BRIEF: Copy the result of filtering the entries below for lines that include the string "governed".

>>

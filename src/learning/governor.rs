//! Stability governor: per-epoch drift ceiling.
//!
//! One `process_feedback` call is one epoch. Every adjustment applied during
//! the epoch, replayed ones included, draws from a shared budget of
//! `max_change_per_epoch`. When a batch would overrun what is left, all of
//! its deltas are scaled by the same factor.

use crate::types::{total_applied_shift, AdjustmentRecord, PersonaVector};
use tracing::debug;

/// Remaining drift allowance for the current epoch
#[derive(Debug, Clone, Copy, PartialEq)]
pub struct EpochBudget {
    limit: f64,
    spent: f64,
}

impl EpochBudget {
    pub fn new(limit: f64) -> Self {
        Self {
            limit: limit.max(0.0),
            spent: 0.0,
        }
    }

    pub fn limit(&self) -> f64 {
        self.limit
    }

    pub fn spent(&self) -> f64 {
        self.spent
    }

    pub fn remaining(&self) -> f64 {
        (self.limit - self.spent).max(0.0)
    }

    pub fn is_exhausted(&self) -> bool {
        self.remaining() <= f64::EPSILON
    }

    fn charge(&mut self, shift: f64) {
        self.spent += shift;
    }
}

#[derive(Debug, Clone, Copy, Default)]
pub struct StabilityGovernor;

impl StabilityGovernor {
    /// Scale `adjustments` so their total shift against `current` stays within `limit`.
    ///
    /// New values are recomputed from the scaled deltas. Records
    /// whose scaled change falls inside `dead_zone` are dropped.
    pub fn enforce_epoch_budget(
        &self,
        adjustments: Vec<AdjustmentRecord>,
        current: &PersonaVector,
        limit: f64,
        dead_zone: f64,
    ) -> Vec<AdjustmentRecord> {
        let mut proposed = current.clone();
        proposed.apply(&adjustments);
        let total_shift = current.total_shift(&proposed);

        if total_shift <= limit {
            return adjustments;
        }

        let scale = if total_shift > 0.0 {
            (limit / total_shift).max(0.0)
        } else {
            0.0
        };
        debug!(
            "Epoch budget exceeded: shift {:.3} > {:.3}, scaling by {:.4}",
            total_shift, limit, scale
        );

        // Scale the change that actually lands, so clamped records cannot overshoot
        adjustments
            .into_iter()
            .map(|adj| {
                let landed = adj.new_value - adj.old_value;
                AdjustmentRecord::from_delta(adj.param, adj.old_value, landed * scale)
            })
            .filter(|adj| adj.applied_shift() > dead_zone)
            .collect()
    }

    /// Govern a batch against the remaining epoch budget and charge it
    pub fn govern(
        &self,
        adjustments: Vec<AdjustmentRecord>,
        current: &PersonaVector,
        budget: &mut EpochBudget,
        dead_zone: f64,
    ) -> Vec<AdjustmentRecord> {
        if budget.is_exhausted() {
            if !adjustments.is_empty() {
                debug!("Epoch budget exhausted, dropping {} adjustments", adjustments.len());
            }
            return Vec::new();
        }

        let governed =
            self.enforce_epoch_budget(adjustments, current, budget.remaining(), dead_zone);
        budget.charge(total_applied_shift(&governed));
        governed
    }
}

#[cfg(test)]
mod tests {
    use super::*;
    use crate::types::PersonaParam;

    fn adj(param: PersonaParam, old: f64, delta: f64) -> AdjustmentRecord {
        AdjustmentRecord::from_delta(param, old, delta)
    }

    #[test]
    fn test_under_budget_is_untouched() {
        let current = PersonaVector::neutral();
        let adjustments = vec![
            adj(PersonaParam::Verbosity, 50.0, 3.0),
            adj(PersonaParam::Humor, 50.0, -2.0),
        ];

        let out = StabilityGovernor.enforce_epoch_budget(adjustments.clone(), &current, 10.0, 0.01);
        assert_eq!(out, adjustments);
    }

    #[test]
    fn test_over_budget_scales_proportionally() {
        let current = PersonaVector::neutral();
        let adjustments = vec![
            adj(PersonaParam::Verbosity, 50.0, 6.0),
            adj(PersonaParam::Humor, 50.0, -4.0),
            adj(PersonaParam::Structure, 50.0, 10.0),
        ];

        // total 20 -> limit 10 -> scale 0.5
        let out = StabilityGovernor.enforce_epoch_budget(adjustments, &current, 10.0, 0.01);

        assert_eq!(out.len(), 3);
        assert!((out[0].delta - 3.0).abs() < 1e-9);
        assert!((out[1].delta + 2.0).abs() < 1e-9);
        assert!((out[2].new_value - 55.0).abs() < 1e-9);
        assert!((total_applied_shift(&out) - 10.0).abs() < 1e-9);
    }

    #[test]
    fn test_clamped_shift_counts_not_raw_delta() {
        let current = PersonaVector::neutral().with(PersonaParam::Verbosity, 98.0);
        // raw delta 10 only moves 2 because of the upper bound
        let adjustments = vec![adj(PersonaParam::Verbosity, 98.0, 10.0)];

        let out = StabilityGovernor.enforce_epoch_budget(adjustments.clone(), &current, 5.0, 0.01);
        assert_eq!(out, adjustments);
    }

    #[test]
    fn test_budget_is_shared_across_batches() {
        let current = PersonaVector::neutral();
        let mut budget = EpochBudget::new(10.0);

        let first = StabilityGovernor.govern(
            vec![adj(PersonaParam::Verbosity, 50.0, 8.0)],
            &current,
            &mut budget,
            0.01,
        );
        assert!((total_applied_shift(&first) - 8.0).abs() < 1e-9);

        let second = StabilityGovernor.govern(
            vec![
                adj(PersonaParam::Humor, 50.0, 4.0),
                adj(PersonaParam::Warmth, 50.0, 4.0),
            ],
            &current,
            &mut budget,
            0.01,
        );
        assert!((total_applied_shift(&second) - 2.0).abs() < 1e-9);
        assert!(budget.is_exhausted());

        let third = StabilityGovernor.govern(
            vec![adj(PersonaParam::Structure, 50.0, 1.0)],
            &current,
            &mut budget,
            0.01,
        );
        assert!(third.is_empty());
    }

    #[test]
    fn test_scaled_changes_below_dead_zone_dropped() {
        let current = PersonaVector::neutral();
        let adjustments = vec![
            adj(PersonaParam::Verbosity, 50.0, 1000.0),
            adj(PersonaParam::Humor, 50.0, 0.5),
        ];

        // Verbosity clamps to a 50 shift; total 50.5 scaled to 1.0
        let out = StabilityGovernor.enforce_epoch_budget(adjustments, &current, 1.0, 0.05);
        assert!(out.iter().all(|a| a.param != PersonaParam::Humor));
    }
}
//! Hyperparameters and layered configuration for the learning engine
//!
//! Configuration is resolved in layers:
//! 1. Built-in defaults
//! 2. Optional TOML file
//! 3. Environment variables prefixed with `PERSONA_`
//!    (e.g. `PERSONA_HYPERPARAMETERS__LEARNING_RATE=0.05`)
//!
//! Every loaded configuration is validated before use.

use crate::error::{LearnerError, Result};
use serde::{Deserialize, Serialize};
use std::path::{Path, PathBuf};
use tracing::debug;

/// Clip bound used when diagnostics re-enable a disabled clipper
pub const DEFAULT_GRADIENT_CLIP_MAX: f64 = 5.0;

/// Highest momentum beta a remediation may set
pub const MAX_MOMENTUM_BETA: f64 = 0.99;

/// Highest L2 strength a remediation may set
pub const MAX_L2_LAMBDA: f64 = 0.1;

/// Tunable knobs of the learning engine
#[derive(Debug, Clone, PartialEq, Serialize, Deserialize)]
#[serde(default)]
pub struct Hyperparameters {
    /// Step size applied to every raw feature signal
    pub learning_rate: f64,
    pub min_learning_rate: f64,
    pub max_learning_rate: f64,

    /// Pull-to-center strength
    pub l2_lambda: f64,
    /// EMA coefficient for per-parameter momentum
    pub momentum_beta: f64,
    /// Clip bound on a single computed delta; <= 0 disables clipping
    pub gradient_clip_max: f64,
    pub max_change_per_update: f64,
    pub max_change_per_epoch: f64,

    /// Events required before any learning is applied
    pub min_feedback_samples: usize,
    /// History length required before validation scores are computed
    pub min_validation_samples: usize,
    /// Trailing fraction of history used as the validation window
    pub validation_split_ratio: f64,
    pub improvement_epsilon: f64,
    pub patience: usize,

    pub checkpoint_interval: u64,
    pub buffer_size: usize,
    pub replay_samples_per_update: usize,
    /// Fraction of the current learning rate used for replayed feedback
    pub replay_lr_scale: f64,

    /// Weight of the very-verbose length signal
    pub very_verbose_weight: f64,
    /// Weight of the formality/friendliness coupling to humor and emoji
    pub cross_coupling_weight: f64,

    /// Changes at or below this magnitude are not recorded
    pub dead_zone: f64,
    pub max_history: usize,
}

impl Default for Hyperparameters {
    fn default() -> Self {
        Self {
            learning_rate: 0.1,
            min_learning_rate: 0.001,
            max_learning_rate: 0.5,
            l2_lambda: 0.01,
            momentum_beta: 0.9,
            gradient_clip_max: DEFAULT_GRADIENT_CLIP_MAX,
            max_change_per_update: 5.0,
            max_change_per_epoch: 15.0,
            min_feedback_samples: 5,
            min_validation_samples: 10,
            validation_split_ratio: 0.2,
            improvement_epsilon: 0.01,
            patience: 20,
            checkpoint_interval: 10,
            buffer_size: 500,
            replay_samples_per_update: 3,
            replay_lr_scale: 0.5,
            very_verbose_weight: 1.5,
            cross_coupling_weight: 0.5,
            dead_zone: 0.01,
            max_history: 1000,
        }
    }
}

impl Hyperparameters {
    /// Load hyperparameters from a TOML string
    pub fn from_toml(toml_str: &str) -> Result<Self> {
        let hyper: Hyperparameters = toml::from_str(toml_str)?;
        hyper.validate()?;
        Ok(hyper)
    }

    pub fn to_toml(&self) -> Result<String> {
        toml::to_string_pretty(self).map_err(|e| LearnerError::Other(e.to_string()))
    }

    /// Validate every value range and cross-field constraint
    pub fn validate(&self) -> Result<()> {
        check_unit_interval("min_learning_rate", self.min_learning_rate)?;
        check_unit_interval("max_learning_rate", self.max_learning_rate)?;
        check_unit_interval("learning_rate", self.learning_rate)?;
        if self.min_learning_rate > self.max_learning_rate {
            return Err(invalid("min_learning_rate must not exceed max_learning_rate"));
        }
        if self.learning_rate < self.min_learning_rate || self.learning_rate > self.max_learning_rate {
            return Err(invalid(format!(
                "learning_rate {} outside [{}, {}]",
                self.learning_rate, self.min_learning_rate, self.max_learning_rate
            )));
        }

        if !(0.0..=MAX_L2_LAMBDA).contains(&self.l2_lambda) {
            return Err(invalid(format!("l2_lambda must be in [0, {}]", MAX_L2_LAMBDA)));
        }
        if !(0.0..1.0).contains(&self.momentum_beta) {
            return Err(invalid("momentum_beta must be in [0, 1)"));
        }
        if !self.gradient_clip_max.is_finite() {
            return Err(invalid("gradient_clip_max must be finite"));
        }

        check_positive("max_change_per_update", self.max_change_per_update)?;
        check_positive("max_change_per_epoch", self.max_change_per_epoch)?;
        if self.max_change_per_update > self.max_change_per_epoch {
            return Err(invalid("max_change_per_update must not exceed max_change_per_epoch"));
        }

        check_unit_interval("validation_split_ratio", self.validation_split_ratio)?;
        check_unit_interval("replay_lr_scale", self.replay_lr_scale)?;
        if !(0.0..1.0).contains(&self.improvement_epsilon) {
            return Err(invalid("improvement_epsilon must be in [0, 1)"));
        }
        check_positive("very_verbose_weight", self.very_verbose_weight)?;
        check_positive("cross_coupling_weight", self.cross_coupling_weight)?;
        if !(0.0..1.0).contains(&self.dead_zone) {
            return Err(invalid("dead_zone must be in [0, 1)"));
        }

        if self.patience == 0 {
            return Err(invalid("patience must be at least 1"));
        }
        if self.checkpoint_interval == 0 {
            return Err(invalid("checkpoint_interval must be at least 1"));
        }
        if self.buffer_size == 0 {
            return Err(invalid("buffer_size must be at least 1"));
        }
        if self.replay_samples_per_update > self.buffer_size {
            return Err(invalid("replay_samples_per_update must not exceed buffer_size"));
        }
        if self.max_history < self.min_validation_samples.max(1) {
            return Err(invalid("max_history must hold at least min_validation_samples events"));
        }

        Ok(())
    }

    /// Clamp a proposed learning rate into the configured range
    pub fn clamp_learning_rate(&self, rate: f64) -> f64 {
        if !rate.is_finite() {
            return self.learning_rate;
        }
        rate.clamp(self.min_learning_rate, self.max_learning_rate)
    }

    /// Set the learning rate, clamped to [min_learning_rate, max_learning_rate].
    ///
    /// Returns the rate that was actually applied.
    pub fn set_learning_rate(&mut self, rate: f64) -> f64 {
        self.learning_rate = self.clamp_learning_rate(rate);
        self.learning_rate
    }

    pub fn set_momentum_beta(&mut self, beta: f64) -> Result<()> {
        if !(0.0..1.0).contains(&beta) {
            return Err(invalid(format!("momentum_beta {} must be in [0, 1)", beta)));
        }
        self.momentum_beta = beta;
        Ok(())
    }

    pub fn set_l2_lambda(&mut self, lambda: f64) -> Result<()> {
        if !(0.0..=MAX_L2_LAMBDA).contains(&lambda) {
            return Err(invalid(format!("l2_lambda {} must be in [0, {}]", lambda, MAX_L2_LAMBDA)));
        }
        self.l2_lambda = lambda;
        Ok(())
    }

    pub fn set_gradient_clip_max(&mut self, max: f64) -> Result<()> {
        if !max.is_finite() {
            return Err(invalid("gradient_clip_max must be finite"));
        }
        self.gradient_clip_max = max;
        Ok(())
    }

    pub fn clipping_enabled(&self) -> bool {
        self.gradient_clip_max > 0.0
    }
}

fn invalid(msg: impl Into<String>) -> LearnerError {
    LearnerError::InvalidHyperparameter(msg.into())
}

fn check_unit_interval(name: &str, value: f64) -> Result<()> {
    if value > 0.0 && value <= 1.0 {
        Ok(())
    } else {
        Err(invalid(format!("{} must be in (0, 1], got {}", name, value)))
    }
}

fn check_positive(name: &str, value: f64) -> Result<()> {
    if value.is_finite() && value > 0.0 {
        Ok(())
    } else {
        Err(invalid(format!("{} must be positive, got {}", name, value)))
    }
}

/// Top-level configuration for the binary and embedding hosts
#[derive(Debug, Clone, PartialEq, Serialize, Deserialize)]
#[serde(default)]
pub struct LearnerConfig {
    /// Where persona, checkpoints and the learning log live
    #[serde(skip_serializing_if = "Option::is_none")]
    pub data_dir: Option<PathBuf>,
    /// Apply hyperparameter remediations from periodic diagnostics
    pub auto_remediate: bool,
    pub log_level: String,
    pub hyperparameters: Hyperparameters,
}

impl Default for LearnerConfig {
    fn default() -> Self {
        Self {
            data_dir: None,
            auto_remediate: true,
            log_level: "info".to_string(),
            hyperparameters: Hyperparameters::default(),
        }
    }
}

impl LearnerConfig {
    /// Resolve configuration from defaults, an optional TOML file and the environment
    pub fn load(path: Option<&Path>) -> Result<Self> {
        let mut builder = config::Config::builder();

        if let Some(path) = path {
            debug!("Loading configuration from {}", path.display());
            builder = builder.add_source(
                config::File::from(path.to_path_buf())
                    .format(config::FileFormat::Toml)
                    .required(true),
            );
        }

        builder = builder.add_source(
            config::Environment::with_prefix("PERSONA")
                .prefix_separator("_")
                .separator("__")
                .try_parsing(true),
        );

        let config: LearnerConfig = builder.build()?.try_deserialize()?;
        config.hyperparameters.validate()?;
        Ok(config)
    }

    /// Data directory, falling back to the platform data dir
    pub fn resolved_data_dir(&self) -> PathBuf {
        self.data_dir.clone().unwrap_or_else(default_data_dir)
    }
}

/// Default data directory following the XDG_DATA_HOME convention
pub fn default_data_dir() -> PathBuf {
    dirs::data_local_dir()
        .unwrap_or_else(|| PathBuf::from("."))
        .join("persona-learner")
}

#[cfg(test)]
mod tests {
    use super::*;

    #[test]
    fn test_defaults_are_valid() {
        assert!(Hyperparameters::default().validate().is_ok());
    }

    #[test]
    fn test_learning_rate_is_clamped() {
        let mut hyper = Hyperparameters::default();

        assert_eq!(hyper.set_learning_rate(5.0), hyper.max_learning_rate);
        assert_eq!(hyper.set_learning_rate(0.0), hyper.min_learning_rate);
        assert_eq!(hyper.set_learning_rate(0.05), 0.05);

        let before = hyper.learning_rate;
        hyper.set_learning_rate(f64::NAN);
        assert_eq!(hyper.learning_rate, before);
    }

    #[test]
    fn test_invalid_beta_rejected() {
        let mut hyper = Hyperparameters::default();
        assert!(hyper.set_momentum_beta(1.0).is_err());
        assert!(hyper.set_momentum_beta(-0.1).is_err());
        assert!(hyper.set_momentum_beta(0.95).is_ok());
        assert_eq!(hyper.momentum_beta, 0.95);
    }

    #[test]
    fn test_update_cap_must_fit_epoch_cap() {
        let hyper = Hyperparameters {
            max_change_per_update: 20.0,
            max_change_per_epoch: 10.0,
            ..Default::default()
        };
        assert!(matches!(
            hyper.validate(),
            Err(LearnerError::InvalidHyperparameter(_))
        ));
    }

    #[test]
    fn test_replay_samples_bounded_by_buffer() {
        let hyper = Hyperparameters {
            buffer_size: 2,
            replay_samples_per_update: 3,
            ..Default::default()
        };
        assert!(hyper.validate().is_err());
    }

    #[test]
    fn test_from_toml_partial() {
        let hyper = Hyperparameters::from_toml(
            r#"
            learning_rate = 0.05
            patience = 8
            "#,
        )
        .unwrap();

        assert_eq!(hyper.learning_rate, 0.05);
        assert_eq!(hyper.patience, 8);
        assert_eq!(hyper.buffer_size, 500);
    }

    #[test]
    fn test_toml_round_trip() {
        let hyper = Hyperparameters::default();
        let text = hyper.to_toml().unwrap();
        assert_eq!(Hyperparameters::from_toml(&text).unwrap(), hyper);
    }

    #[test]
    fn test_load_from_file() {
        let dir = tempfile::TempDir::new().unwrap();
        let path = dir.path().join("persona.toml");
        std::fs::write(
            &path,
            r#"
            auto_remediate = false

            [hyperparameters]
            momentum_beta = 0.8
            "#,
        )
        .unwrap();

        let config = LearnerConfig::load(Some(&path)).unwrap();
        assert!(!config.auto_remediate);
        assert_eq!(config.hyperparameters.momentum_beta, 0.8);
        assert_eq!(config.hyperparameters.learning_rate, 0.1);
    }

    #[test]
    fn test_load_rejects_invalid_file() {
        let dir = tempfile::TempDir::new().unwrap();
        let path = dir.path().join("bad.toml");
        std::fs::write(&path, "[hyperparameters]\npatience = 0\n").unwrap();

        assert!(LearnerConfig::load(Some(&path)).is_err());
    }
}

<<

RESPONSE BOX:
        let governed =
        budget.charge(total_applied_shift(&governed));
        governed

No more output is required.